Orbán expressed hope that the company had not regretted the investment, saying that “the numbers look quite good” and the 1.3 billion euros invested in the Kecskemét base had been worth it.
He said Mercedes was one of the reasons the Hungarian economy was on an upward trajectory.
Orbán described Hungary’s 4.1 percent first-quarter GDP growth rate as “not bad” compared with other EU member states, saying that it had surprised analysts. He added, however, that he was not satisfied with the data, as Hungary will need to reach even higher growth levels.
The prime minister said shaming Hungary was “foolish”, arguing that the country currently has the highest or second highest growth rate in the European Union. Hungary has the fastest-declining unemployment rate in the EU; it complies with all European financial regulations and its public debt is decreasing, Orbán said.
He said it was time to concede that Europe’s economy could not be strong without successful European national economies.
The 2008-2009 financial crisis was not about economic cycles but a structural crisis and a crisis of competitiveness, therefore the response should be given in the latter dimension, he said.
Orbán said two key components needed to guarantee Europe’s competitiveness — a successful Germany and successful central Europe — were already in place. “A reformed France and an Italy with strong political leadership are still needed,” he added.
He said it would be important for Britain’s divorce talks with the EU to end in a “win-win situation”, adding, however, that the current state of negotiations pointed to “lose-lose”.
The prime minister stressed the importance of a “strong and secure Europe full of self-confidence”, saying that this was also in the interest of Mercedes.
The individual performance of member states is a precondition for the performance of the international companies originating from those states, he said. Therefore the debate about the future of the EU is just as important to Daimler as it is to member states, Orbán argued.
He called Hungary an “unwavering” member of the EU, adding that “its fate is connected” with the development of the bloc. He said that at present the earlier unquestionable competitiveness of the EU was in danger and was losing both economic and demographic weight.

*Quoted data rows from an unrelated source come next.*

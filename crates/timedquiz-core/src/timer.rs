//! Per-item countdown and the delayed auto-advance.
//!
//! [`Countdown`] is the pure tick arithmetic. [`CountdownTimer`] drives it from
//! a tokio task and reports back over a channel; the engine is the only
//! consumer, so the session itself is never touched from a timer task.

use std::time::Duration;

use tokio::sync::mpsc::UnboundedSender;
use tokio::task::JoinHandle;
use tokio::time::{self, Instant};

use crate::session::{AdvanceTicket, ItemToken};

/// Result of one countdown step.
#[derive(Debug, Clone, Copy, PartialEq, Eq)]
pub enum Tick {
    /// Time remains.
    Remaining(u32),
    /// This tick reached zero. Returned exactly once.
    Expired,
    /// The countdown already expired earlier.
    Done,
}

/// A countdown from a fixed number of ticks down to zero.
#[derive(Debug, Clone)]
pub struct Countdown {
    token: ItemToken,
    remaining: u32,
    expired: bool,
}

impl Countdown {
    pub fn new(token: ItemToken, ticks: u32) -> Self {
        Self {
            token,
            remaining: ticks,
            expired: false,
        }
    }

    pub fn token(&self) -> ItemToken {
        self.token
    }

    pub fn remaining(&self) -> u32 {
        self.remaining
    }

    /// Consume one tick.
    pub fn tick(&mut self) -> Tick {
        if self.expired {
            return Tick::Done;
        }
        self.remaining = self.remaining.saturating_sub(1);
        if self.remaining == 0 {
            self.expired = true;
            Tick::Expired
        } else {
            Tick::Remaining(self.remaining)
        }
    }
}

/// Messages from timer tasks to the engine loop.
#[derive(Debug, Clone, Copy, PartialEq, Eq)]
pub enum TimerEvent {
    /// One tick elapsed on the item's countdown.
    Tick { token: ItemToken, remaining: u32 },
    /// The item's countdown reached zero.
    Expired { token: ItemToken },
    /// The display delay after a locked item has passed.
    AutoAdvance { ticket: AdvanceTicket },
}

/// Owns the single countdown task and the single pending auto-advance task.
///
/// Starting anything new aborts what was running before, and dropping the
/// timer aborts both.
pub struct CountdownTimer {
    events: UnboundedSender<TimerEvent>,
    countdown: Option<JoinHandle<()>>,
    delayed_advance: Option<JoinHandle<()>>,
}

impl CountdownTimer {
    pub fn new(events: UnboundedSender<TimerEvent>) -> Self {
        Self {
            events,
            countdown: None,
            delayed_advance: None,
        }
    }

    /// Start counting `ticks` ticks of length `tick` for the item behind `token`.
    pub fn start(&mut self, token: ItemToken, ticks: u32, tick: Duration) {
        self.cancel_all();

        let events = self.events.clone();
        self.countdown = Some(tokio::spawn(async move {
            let mut countdown = Countdown::new(token, ticks);
            let mut interval = time::interval_at(Instant::now() + tick, tick);
            loop {
                interval.tick().await;
                let event = match countdown.tick() {
                    Tick::Remaining(remaining) => TimerEvent::Tick { token, remaining },
                    Tick::Expired => TimerEvent::Expired { token },
                    Tick::Done => break,
                };
                if events.send(event).is_err() {
                    break;
                }
            }
        }));
    }

    /// Stop the countdown, leaving any scheduled advance alone.
    pub fn stop(&mut self) {
        if let Some(handle) = self.countdown.take() {
            handle.abort();
        }
    }

    /// Send an auto-advance for `ticket` once `delay` has passed.
    pub fn schedule_advance(&mut self, ticket: AdvanceTicket, delay: Duration) {
        if let Some(handle) = self.delayed_advance.take() {
            handle.abort();
        }

        let events = self.events.clone();
        self.delayed_advance = Some(tokio::spawn(async move {
            time::sleep(delay).await;
            let _ = events.send(TimerEvent::AutoAdvance { ticket });
        }));
    }

    /// Abort the countdown and any scheduled advance.
    pub fn cancel_all(&mut self) {
        self.stop();
        if let Some(handle) = self.delayed_advance.take() {
            handle.abort();
        }
    }

    /// Returns `true` while a countdown task is alive.
    pub fn is_running(&self) -> bool {
        self.countdown.as_ref().is_some_and(|h| !h.is_finished())
    }
}

impl Drop for CountdownTimer {
    fn drop(&mut self) {
        self.cancel_all();
    }
}

#[cfg(test)]
mod tests {
    use super::*;
    use crate::model::{Question, SessionQuestion};
    use crate::session::{Advance, ExamSession, Submission};
    use tokio::sync::mpsc;

    fn two_item_session() -> ExamSession {
        let items = (0..2)
            .map(|_| {
                SessionQuestion::new(
                    Question {
                        text: "Q".into(),
                        image: None,
                        choices: vec!["a".into(), "b".into()],
                        correct: 0,
                    },
                    vec![0, 1],
                )
                .unwrap()
            })
            .collect();
        ExamSession::from_items(items)
    }

    /// Tokens for item 0 and item 1, plus the ticket that led from one to the other.
    fn tokens() -> (ItemToken, ItemToken, AdvanceTicket) {
        let mut session = two_item_session();
        let first = session.active_token().unwrap();
        let Submission::Recorded { ticket, .. } = session.submit_answer(0).unwrap() else {
            panic!("expected a recorded answer");
        };
        let Advance::Next(second) = session.advance(ticket) else {
            panic!("expected next item");
        };
        (first, second, ticket)
    }

    #[test]
    fn countdown_expires_exactly_once() {
        let (token, _, _) = tokens();
        let mut countdown = Countdown::new(token, 3);
        assert_eq!(countdown.tick(), Tick::Remaining(2));
        assert_eq!(countdown.tick(), Tick::Remaining(1));
        assert_eq!(countdown.tick(), Tick::Expired);
        assert_eq!(countdown.tick(), Tick::Done);
        assert_eq!(countdown.tick(), Tick::Done);
        assert_eq!(countdown.remaining(), 0);
    }

    #[test]
    fn zero_length_countdown_expires_on_first_tick() {
        let (token, _, _) = tokens();
        let mut countdown = Countdown::new(token, 0);
        assert_eq!(countdown.tick(), Tick::Expired);
        assert_eq!(countdown.token(), token);
    }

    #[tokio::test(start_paused = true)]
    async fn timer_ticks_down_then_expires() {
        let (token, _, _) = tokens();
        let (tx, mut rx) = mpsc::unbounded_channel();
        let mut timer = CountdownTimer::new(tx);
        let started = Instant::now();

        timer.start(token, 3, Duration::from_secs(1));

        assert_eq!(
            rx.recv().await,
            Some(TimerEvent::Tick {
                token,
                remaining: 2
            })
        );
        assert_eq!(
            rx.recv().await,
            Some(TimerEvent::Tick {
                token,
                remaining: 1
            })
        );
        assert_eq!(rx.recv().await, Some(TimerEvent::Expired { token }));

        let elapsed = started.elapsed();
        assert!(elapsed >= Duration::from_secs(3));
        assert!(elapsed < Duration::from_secs(4));

        time::sleep(Duration::from_secs(5)).await;
        assert!(rx.try_recv().is_err());
        assert!(!timer.is_running());
    }

    #[tokio::test(start_paused = true)]
    async fn restarting_cancels_previous_countdown() {
        let (first, second, _) = tokens();
        let (tx, mut rx) = mpsc::unbounded_channel();
        let mut timer = CountdownTimer::new(tx);

        timer.start(first, 2, Duration::from_secs(1));
        time::sleep(Duration::from_millis(500)).await;
        timer.start(second, 2, Duration::from_secs(1));

        let mut seen = Vec::new();
        while let Some(event) = rx.recv().await {
            let done = matches!(event, TimerEvent::Expired { .. });
            seen.push(event);
            if done {
                break;
            }
        }
        assert!(seen.iter().all(|e| match e {
            TimerEvent::Tick { token, .. } | TimerEvent::Expired { token } => *token == second,
            TimerEvent::AutoAdvance { .. } => false,
        }));

        time::sleep(Duration::from_secs(5)).await;
        assert!(rx.try_recv().is_err());
    }

    #[tokio::test(start_paused = true)]
    async fn stop_silences_countdown() {
        let (token, _, _) = tokens();
        let (tx, mut rx) = mpsc::unbounded_channel();
        let mut timer = CountdownTimer::new(tx);

        timer.start(token, 5, Duration::from_secs(1));
        timer.stop();
        time::sleep(Duration::from_secs(10)).await;
        assert!(rx.try_recv().is_err());
    }

    #[tokio::test(start_paused = true)]
    async fn scheduled_advance_fires_after_delay() {
        let (_, _, ticket) = tokens();
        let (tx, mut rx) = mpsc::unbounded_channel();
        let mut timer = CountdownTimer::new(tx);
        let started = Instant::now();

        timer.schedule_advance(ticket, Duration::from_millis(1500));
        assert_eq!(rx.recv().await, Some(TimerEvent::AutoAdvance { ticket }));
        assert!(started.elapsed() >= Duration::from_millis(1500));
    }

    #[tokio::test(start_paused = true)]
    async fn cancel_all_drops_scheduled_advance() {
        let (token, _, ticket) = tokens();
        let (tx, mut rx) = mpsc::unbounded_channel();
        let mut timer = CountdownTimer::new(tx);

        timer.schedule_advance(ticket, Duration::from_millis(1500));
        timer.start(token, 10, Duration::from_secs(1));
        time::sleep(Duration::from_millis(200)).await;
        timer.cancel_all();

        time::sleep(Duration::from_secs(20)).await;
        assert!(rx.try_recv().is_err());
    }

    #[tokio::test(start_paused = true)]
    async fn dropping_timer_cancels_tasks() {
        let (token, _, _) = tokens();
        let (tx, mut rx) = mpsc::unbounded_channel();
        let mut timer = CountdownTimer::new(tx);

        timer.start(token, 2, Duration::from_secs(1));
        drop(timer);

        assert_eq!(rx.recv().await, None);
    }
}
//! Exam engine: the event loop around one session.
//!
//! The loop owns the [`ExamSession`] and the [`CountdownTimer`]. User input and
//! timer messages are handled one at a time, so every state change happens on
//! this loop and nowhere else.

use rand::Rng;
use tokio::sync::mpsc;

use crate::bank::QuestionBank;
use crate::error::QuizError;
use crate::model::ExamSettings;
use crate::report::ExamReport;
use crate::session::{Advance, AdvanceTicket, ExamSession, Expiry, SessionState, Submission};
use crate::timer::{CountdownTimer, TimerEvent};
use crate::traits::Presenter;

/// Inbound user events.
#[derive(Debug, Clone, Copy, PartialEq, Eq)]
pub enum ExamInput {
    /// The user picked the choice at this display index.
    Answer(usize),
    /// The user asked for the next item.
    Advance,
    /// The user abandoned the exam to start over.
    Restart,
}

/// How a run ended.
#[derive(Debug, Clone)]
pub enum ExamOutcome {
    /// Every item was processed and scored.
    Finished(ExamReport),
    /// The user restarted mid-exam; nothing was scored.
    Restarted { answered: usize },
    /// The input channel closed mid-exam.
    Closed { answered: usize },
}

/// Drives sessions with the configured timing.
pub struct ExamEngine {
    settings: ExamSettings,
}

impl ExamEngine {
    pub fn new(settings: ExamSettings) -> Self {
        Self { settings }
    }

    pub fn settings(&self) -> &ExamSettings {
        &self.settings
    }

    /// Create a session of up to `requested` items and show any clamping notice.
    pub fn start<R: Rng + ?Sized>(
        &self,
        bank: &QuestionBank,
        requested: usize,
        rng: &mut R,
        presenter: &dyn Presenter,
    ) -> Result<ExamSession, QuizError> {
        let (session, notice) = ExamSession::start(bank, requested, rng)?;
        if let Some(notice) = notice {
            presenter.render_notice(&notice);
        }
        Ok(session)
    }

    /// Run `session` until it finishes, is restarted, or input closes.
    pub async fn run(
        &self,
        mut session: ExamSession,
        presenter: &dyn Presenter,
        inputs: &mut mpsc::Receiver<ExamInput>,
    ) -> ExamOutcome {
        let (timer_tx, mut timer_rx) = mpsc::unbounded_channel();
        let mut timer = CountdownTimer::new(timer_tx);

        self.enter_item(&session, &mut timer, presenter);

        while !session.is_finished() {
            tokio::select! {
                Some(event) = timer_rx.recv() => {
                    self.on_timer(event, &mut session, &mut timer, presenter);
                }
                input = inputs.recv() => match input {
                    Some(ExamInput::Restart) => {
                        timer.cancel_all();
                        tracing::info!(session = %session.id(), "exam restarted");
                        return ExamOutcome::Restarted { answered: answered(&session) };
                    }
                    Some(input) => self.on_input(input, &mut session, &mut timer, presenter),
                    None => {
                        timer.cancel_all();
                        tracing::info!(session = %session.id(), "input closed, exam abandoned");
                        return ExamOutcome::Closed { answered: answered(&session) };
                    }
                },
            }
        }

        timer.cancel_all();
        match ExamReport::from_session(&session, self.settings.pass_threshold) {
            Ok(report) => {
                tracing::info!(
                    session = %session.id(),
                    score = report.score,
                    total = report.total,
                    "exam finished: {:.2}% {}",
                    report.percentage,
                    report.verdict
                );
                presenter.render_result(&report);
                ExamOutcome::Finished(report)
            }
            Err(e) => {
                contract_violation(&e);
                ExamOutcome::Closed {
                    answered: answered(&session),
                }
            }
        }
    }

    fn enter_item(&self, session: &ExamSession, timer: &mut CountdownTimer, presenter: &dyn Presenter) {
        let (Some(token), Some(item)) = (session.active_token(), session.current_item()) else {
            return;
        };
        presenter.render_question(item, session.current_index() + 1, session.len());
        presenter.render_choices(&item.display_choices());
        presenter.render_timer(self.settings.time_limit);
        timer.start(token, self.settings.time_limit, self.settings.tick);
    }

    fn on_timer(
        &self,
        event: TimerEvent,
        session: &mut ExamSession,
        timer: &mut CountdownTimer,
        presenter: &dyn Presenter,
    ) {
        match event {
            TimerEvent::Tick { token, remaining } => {
                if session.record_tick(token) {
                    presenter.render_timer(remaining);
                }
            }
            TimerEvent::Expired { token } => {
                if session.record_tick(token) {
                    presenter.render_timer(0);
                }
                match session.time_expire(token) {
                    Expiry::Expired(ticket) => {
                        timer.stop();
                        if let Some(item) = session.current_item() {
                            presenter.render_locked(item);
                        }
                        timer.schedule_advance(ticket, self.settings.advance_delay);
                    }
                    Expiry::Stale => {}
                }
            }
            TimerEvent::AutoAdvance { ticket } => self.advance(ticket, session, timer, presenter),
        }
    }

    fn on_input(
        &self,
        input: ExamInput,
        session: &mut ExamSession,
        timer: &mut CountdownTimer,
        presenter: &dyn Presenter,
    ) {
        match input {
            ExamInput::Answer(display_index) => {
                if session.state() != SessionState::InProgress {
                    tracing::debug!(display_index, state = %session.state(), "answer ignored");
                    return;
                }
                let choices = session.current_item().map_or(0, |item| item.choice_count());
                if display_index >= choices {
                    tracing::debug!(display_index, choices, "answer out of range ignored");
                    return;
                }

                match session.submit_answer(display_index) {
                    Ok(Submission::Recorded { ticket, .. }) => {
                        timer.stop();
                        if let Some(item) = session.current_item() {
                            presenter.render_locked(item);
                        }
                        if self.settings.auto_advance_after_answer {
                            timer.schedule_advance(ticket, self.settings.advance_delay);
                        }
                    }
                    Ok(Submission::AlreadyLocked) => {}
                    Err(e) => contract_violation(&e),
                }
            }
            ExamInput::Advance => match session.pending_advance() {
                Some(ticket) => self.advance(ticket, session, timer, presenter),
                None => tracing::debug!(state = %session.state(), "advance ignored"),
            },
            ExamInput::Restart => {}
        }
    }

    fn advance(
        &self,
        ticket: AdvanceTicket,
        session: &mut ExamSession,
        timer: &mut CountdownTimer,
        presenter: &dyn Presenter,
    ) {
        match session.advance(ticket) {
            Advance::Next(_) => self.enter_item(session, timer, presenter),
            Advance::Finished => timer.cancel_all(),
            Advance::Suppressed => {}
        }
    }
}

fn answered(session: &ExamSession) -> usize {
    session
        .items()
        .iter()
        .filter(|item| item.user_answer().is_some())
        .count()
}

/// A session rejected a call the engine should never have made.
fn contract_violation(error: &QuizError) {
    tracing::error!("session contract violated: {error}");
    if cfg!(debug_assertions) {
        panic!("session contract violated: {error}");
    }
}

In order for Europe to regain its competitiveness, the bloc should allow member states to pursue their own economic policies within a jointly approved set of rules, Orbán said, adding that it would be wrong for member states to have to transfer more powers to the bloc.

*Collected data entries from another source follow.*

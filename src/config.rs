//! Context configuration.

/// Runtime switches for the debug tooling installed at [`Context`] creation.
///
/// These replace a compile-time validation-layer toggle: callers decide
/// explicitly whether the Khronos validation layer and the debug-utils
/// messenger are requested. The [`Default`] follows the build profile, so a
/// debug build gets both and a release build gets neither.
///
/// [`Context`]: crate::Context
#[derive(Debug, Copy, Clone, PartialEq, Eq)]
#[must_use]
pub struct ContextConfig {
    /// Request the `VK_LAYER_KHRONOS_validation` instance layer. Context
    /// creation fails if the layer is requested but not installed.
    pub enable_validation: bool,
    /// Install a debug-utils messenger that forwards driver and validation
    /// messages to `tracing`.
    pub enable_debug_messenger: bool,
}

impl Default for ContextConfig {
    fn default() -> Self {
        Self {
            enable_validation: cfg!(debug_assertions),
            enable_debug_messenger: cfg!(debug_assertions),
        }
    }
}

impl ContextConfig {
    /// A configuration with all debug tooling disabled, regardless of the
    /// build profile.
    pub fn disabled() -> Self {
        Self {
            enable_validation: false,
            enable_debug_messenger: false,
        }
    }
}

#[cfg(test)]
mod tests {
    use super::*;

    #[test]
    fn default_follows_build_profile() {
        let config = ContextConfig::default();
        assert_eq!(config.enable_validation, cfg!(debug_assertions));
        assert_eq!(config.enable_debug_messenger, cfg!(debug_assertions));
    }

    #[test]
    fn disabled_turns_everything_off() {
        let config = ContextConfig::disabled();
        assert!(!config.enable_validation);
        assert!(!config.enable_debug_messenger);
    }
}
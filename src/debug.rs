//! Vulkan debug-utils messenger.

use anyhow::Context as _;
use ash::{extensions::ext, vk};
use std::ffi::{c_void, CStr};

use crate::Result;

pub(crate) const VALIDATION_LAYER_NAME: &CStr =
    // SAFETY: This static string has been verified as a valid CStr.
    unsafe { CStr::from_bytes_with_nul_unchecked(b"VK_LAYER_KHRONOS_validation\0") };

/// Debug-utils extension loader paired with an installed messenger.
pub(crate) struct DebugMessenger {
    utils: ext::DebugUtils,
    messenger: vk::DebugUtilsMessengerEXT,
}

impl DebugMessenger {
    /// Install a [`vk::DebugUtilsMessengerEXT`] that forwards driver messages
    /// to `tracing`. Fire-and-forget: the callback never blocks the caller.
    pub(crate) fn create(entry: &ash::Entry, instance: &ash::Instance) -> Result<Self> {
        tracing::debug!("creating debug utils messenger");

        let utils = ext::DebugUtils::new(entry, instance);
        let debug_create_info = build_debug_create_info();
        // SAFETY: All create_info values are set correctly above with valid lifetimes.
        let messenger = unsafe { utils.create_debug_utils_messenger(&debug_create_info, None) }
            .context("failed to create debug utils messenger")?;

        tracing::debug!("created debug utils messenger successfully");

        Ok(Self { utils, messenger })
    }

    pub(crate) unsafe fn destroy(&mut self) {
        self.utils
            .destroy_debug_utils_messenger(self.messenger, None);
    }
}

/// Build [`vk::DebugUtilsMessengerCreateInfoEXT`] with the severities and
/// message types this crate cares about.
pub(crate) fn build_debug_create_info() -> vk::DebugUtilsMessengerCreateInfoEXT {
    vk::DebugUtilsMessengerCreateInfoEXT::builder()
        .message_severity(
            vk::DebugUtilsMessageSeverityFlagsEXT::VERBOSE
                | vk::DebugUtilsMessageSeverityFlagsEXT::INFO
                | vk::DebugUtilsMessageSeverityFlagsEXT::WARNING
                | vk::DebugUtilsMessageSeverityFlagsEXT::ERROR,
        )
        .message_type(
            vk::DebugUtilsMessageTypeFlagsEXT::GENERAL
                | vk::DebugUtilsMessageTypeFlagsEXT::PERFORMANCE
                | vk::DebugUtilsMessageTypeFlagsEXT::VALIDATION,
        )
        .pfn_user_callback(Some(debug_callback))
        .build()
}

/// Callback invoked by the driver when validation or diagnostic messages are
/// emitted.
extern "system" fn debug_callback(
    severity: vk::DebugUtilsMessageSeverityFlagsEXT,
    msg_type: vk::DebugUtilsMessageTypeFlagsEXT,
    data: *const vk::DebugUtilsMessengerCallbackDataEXT,
    _: *mut c_void,
) -> vk::Bool32 {
    let msg_type = match msg_type {
        vk::DebugUtilsMessageTypeFlagsEXT::GENERAL => "[General]",
        vk::DebugUtilsMessageTypeFlagsEXT::PERFORMANCE => "[Performance]",
        vk::DebugUtilsMessageTypeFlagsEXT::VALIDATION => "[Validation]",
        _ => "[Unknown]",
    };
    // SAFETY: This message is provided by the driver and is a valid CStr.
    let message = unsafe { CStr::from_ptr((*data).p_message) }.to_string_lossy();
    if severity >= vk::DebugUtilsMessageSeverityFlagsEXT::ERROR {
        tracing::error!("{msg_type} {message}");
    } else if severity >= vk::DebugUtilsMessageSeverityFlagsEXT::WARNING {
        tracing::warn!("{msg_type} {message}");
    } else if severity >= vk::DebugUtilsMessageSeverityFlagsEXT::INFO {
        tracing::debug!("{msg_type} {message}");
    } else {
        tracing::trace!("{msg_type} {message}");
    }
    vk::FALSE
}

He said it was important to have a proper understanding of “the new industrial revolution”. He said Germany’s “Industrie 4.0” strategy would only be effective if it is coupled with low taxes and cheap energy. He argued that Europe should work closely together with regions capable of providing cheap sources of energy for the continent, rather than “cutting ourselves off” from these countries.

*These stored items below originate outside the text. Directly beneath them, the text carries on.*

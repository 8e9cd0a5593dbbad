//! Vulkan instance, debug messenger and window surface.

use anyhow::Context as _;
use ash::{extensions::khr, vk};
use raw_window_handle::{HasRawDisplayHandle, HasRawWindowHandle};
use semver::Version;
use std::ffi::{CStr, CString};
use winit::window::Window;

use crate::{
    config::ContextConfig,
    debug::{self, DebugMessenger},
    device::{Device, DeviceSearchStrategy},
    Error, Result,
};

/// Owns the Vulkan instance, the optional debug messenger and the
/// presentation surface bound to the window.
///
/// The `Context` is created once at startup and must be destroyed last, after
/// every [`Device`], [`Swapchain`](crate::Swapchain) and
/// [`Renderer`](crate::Renderer) created from it.
pub struct Context {
    // Keeps the loaded driver library alive for the instance's lifetime.
    _entry: ash::Entry,
    instance: ash::Instance,
    debug: Option<DebugMessenger>,
    surface_loader: khr::Surface,
    surface: vk::SurfaceKHR,
}

impl std::fmt::Debug for Context {
    fn fmt(&self, f: &mut std::fmt::Formatter<'_>) -> std::fmt::Result {
        f.debug_struct("Context").finish_non_exhaustive()
    }
}

impl Context {
    /// Create the Vulkan instance with the window-system extensions required
    /// by `window`, plus the validation layer and debug messenger when
    /// `config` requests them, and bind a presentation surface to the window.
    ///
    /// Fails with an initialization error if a requested layer, a required
    /// instance extension or the surface itself is unavailable.
    pub fn new(window: &Window, name: &str, version: &str, config: ContextConfig) -> Result<Self> {
        tracing::debug!("creating vulkan context");

        let entry = ash::Entry::linked();

        if config.enable_validation && !validation_layer_available(&entry)? {
            return Err(Error::Init(format!(
                "validation layer {:?} is not available",
                debug::VALIDATION_LAYER_NAME
            )));
        }

        let instance = create_instance(&entry, window, name, version, config)?;

        let debug = if config.enable_debug_messenger {
            Some(DebugMessenger::create(&entry, &instance)?)
        } else {
            None
        };

        let surface_loader = khr::Surface::new(&entry, &instance);
        // SAFETY: The raw handles come from a live winit window; the caller
        // keeps the window alive for the lifetime of this context.
        let surface = unsafe {
            ash_window::create_surface(
                &entry,
                &instance,
                window.raw_display_handle(),
                window.raw_window_handle(),
                None,
            )
        }
        .map_err(|code| Error::driver("failed to create window surface", code))?;

        tracing::debug!("created vulkan context successfully");

        Ok(Self {
            _entry: entry,
            instance,
            debug,
            surface_loader,
            surface,
        })
    }

    /// Select a physical device by heap-size policy and construct its logical
    /// device and graphics queue. See [`DeviceSearchStrategy`].
    ///
    /// With `only_dedicated`, integrated and virtual GPUs are filtered out and
    /// the call fails with [`Error::NoMatchingDevice`] when no discrete GPU is
    /// present. Candidates with equal heap sizes keep their enumeration
    /// order, so the tie-break is implementation-defined but deterministic.
    pub fn find_device(
        &self,
        strategy: DeviceSearchStrategy,
        only_dedicated: bool,
    ) -> Result<Device> {
        Device::select(&self.instance, strategy, only_dedicated)
    }

    /// Query the surface capabilities supported by `device` (minimum image
    /// count, extents and so on). Used by overlay subsystems that need to
    /// match the swapchain's image-count configuration.
    pub fn surface_capabilities(&self, device: &Device) -> Result<vk::SurfaceCapabilitiesKHR> {
        unsafe {
            self.surface_loader
                .get_physical_device_surface_capabilities(device.physical(), self.surface)
        }
        .map_err(|code| Error::driver("failed to query surface capabilities", code))
    }

    #[inline]
    #[must_use]
    pub(crate) fn instance(&self) -> &ash::Instance {
        &self.instance
    }

    #[inline]
    #[must_use]
    pub(crate) fn surface(&self) -> vk::SurfaceKHR {
        self.surface
    }
}

impl Drop for Context {
    /// Destroys the surface and debug messenger before the instance.
    fn drop(&mut self) {
        tracing::debug!("destroying vulkan context");
        unsafe {
            self.surface_loader.destroy_surface(self.surface, None);
            if let Some(debug) = &mut self.debug {
                debug.destroy();
            }
            self.instance.destroy_instance(None);
        }
    }
}

/// Whether the Khronos validation layer is installed on this host.
fn validation_layer_available(entry: &ash::Entry) -> Result<bool> {
    let layers = entry
        .enumerate_instance_layer_properties()
        .map_err(|code| Error::driver("failed to enumerate instance layers", code))?;
    Ok(layers.iter().any(is_validation_layer))
}

/// Whether `layer` is the Khronos validation layer.
fn is_validation_layer(layer: &vk::LayerProperties) -> bool {
    // SAFETY: layer_name is provided by the driver and is a valid CStr.
    let layer_name = unsafe { CStr::from_ptr(layer.layer_name.as_ptr()) };
    layer_name == debug::VALIDATION_LAYER_NAME
}

/// Create the [`ash::Instance`] for this context.
fn create_instance(
    entry: &ash::Entry,
    window: &Window,
    name: &str,
    version: &str,
    config: ContextConfig,
) -> Result<ash::Instance> {
    tracing::debug!("creating vulkan instance");

    let application_name =
        CString::new(name).with_context(|| format!("failed to convert `{name}` to CString"))?;
    let application_version = Version::parse(version)
        .with_context(|| format!("failed to parse version: {version}"))?;
    let engine_name = CString::new(env!("CARGO_PKG_NAME"))
        .context("failed to convert crate name to CString")?;
    let application_info = vk::ApplicationInfo::builder()
        .application_name(&application_name)
        .application_version(vk::make_api_version(
            0,
            application_version.major as u32,
            application_version.minor as u32,
            application_version.patch as u32,
        ))
        .engine_name(&engine_name)
        .engine_version(vk::make_api_version(0, 1, 0, 0))
        .api_version(vk::API_VERSION_1_3);

    let mut enabled_extension_names =
        ash_window::enumerate_required_extensions(window.raw_display_handle())
            .map_err(|code| Error::driver("failed to query required instance extensions", code))?
            .to_vec();
    if config.enable_debug_messenger {
        enabled_extension_names.push(ash::extensions::ext::DebugUtils::name().as_ptr());
    }

    let enabled_layer_names = if config.enable_validation {
        vec![debug::VALIDATION_LAYER_NAME.as_ptr()]
    } else {
        vec![]
    };

    let create_info = vk::InstanceCreateInfo::builder()
        .application_info(&application_info)
        .enabled_extension_names(&enabled_extension_names)
        .enabled_layer_names(&enabled_layer_names);

    // Captures messages emitted during instance creation itself.
    let mut debug_create_info = debug::build_debug_create_info();
    let create_info = if config.enable_debug_messenger {
        create_info.push_next(&mut debug_create_info)
    } else {
        create_info
    };

    // SAFETY: All create_info values are set correctly above with valid lifetimes.
    let instance = unsafe { entry.create_instance(&create_info, None) }
        .map_err(|code| Error::driver("failed to create vulkan instance", code))?;

    tracing::debug!("created vulkan instance successfully");

    Ok(instance)
}

#[cfg(test)]
mod tests {
    use super::*;
    use std::os::raw::c_char;

    fn layer(name: &str) -> vk::LayerProperties {
        let mut layer = vk::LayerProperties::default();
        for (dst, src) in layer.layer_name.iter_mut().zip(name.bytes()) {
            *dst = src as c_char;
        }
        layer
    }

    #[test]
    fn recognizes_the_khronos_validation_layer() {
        assert!(is_validation_layer(&layer("VK_LAYER_KHRONOS_validation")));
    }

    #[test]
    fn rejects_other_layer_names() {
        assert!(!is_validation_layer(&layer("VK_LAYER_LUNARG_api_dump")));
        assert!(!is_validation_layer(&layer(
            "VK_LAYER_KHRONOS_validation_extra"
        )));
        assert!(!is_validation_layer(&layer("")));
    }
}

The prime minister underlined the importance of spending on innovation, arguing that this was an area in which Europe could enjoy a competitive advantage over the rest of the world. He also highlighted the importance of new forms of cooperation with developing countries such as China, India and Russia and Europe’s participation in the creation of new trade routes.
Orbán said member states’ tax systems should be tailored to the given country’s characteristics and should also take into consideration the local work culture and historical background. He said Hungary had made the right call when rejecting the “one size fits all” recommendations of the IMF, the European Central Bank and the European Commission, “otherwise we would have ended up like Greece”, which had followed their instructions.
Orbán said the primary reason why Hungary was an advantageous country to invest in was because of its political stability, arguing that it was now one of the EU’s most politically stable countries. Hungary can guarantee a disciplined and rational fiscal policy, he said, noting that last year Hungary’s budget deficit had been 1.7 percent of GDP. He vowed that this year’s deficit would also be significantly below 3 percent. Hungary could even register a budget surplus for the whole year, he said, but added that the government must support investments, encourage growth and manage the deficit all at the same time.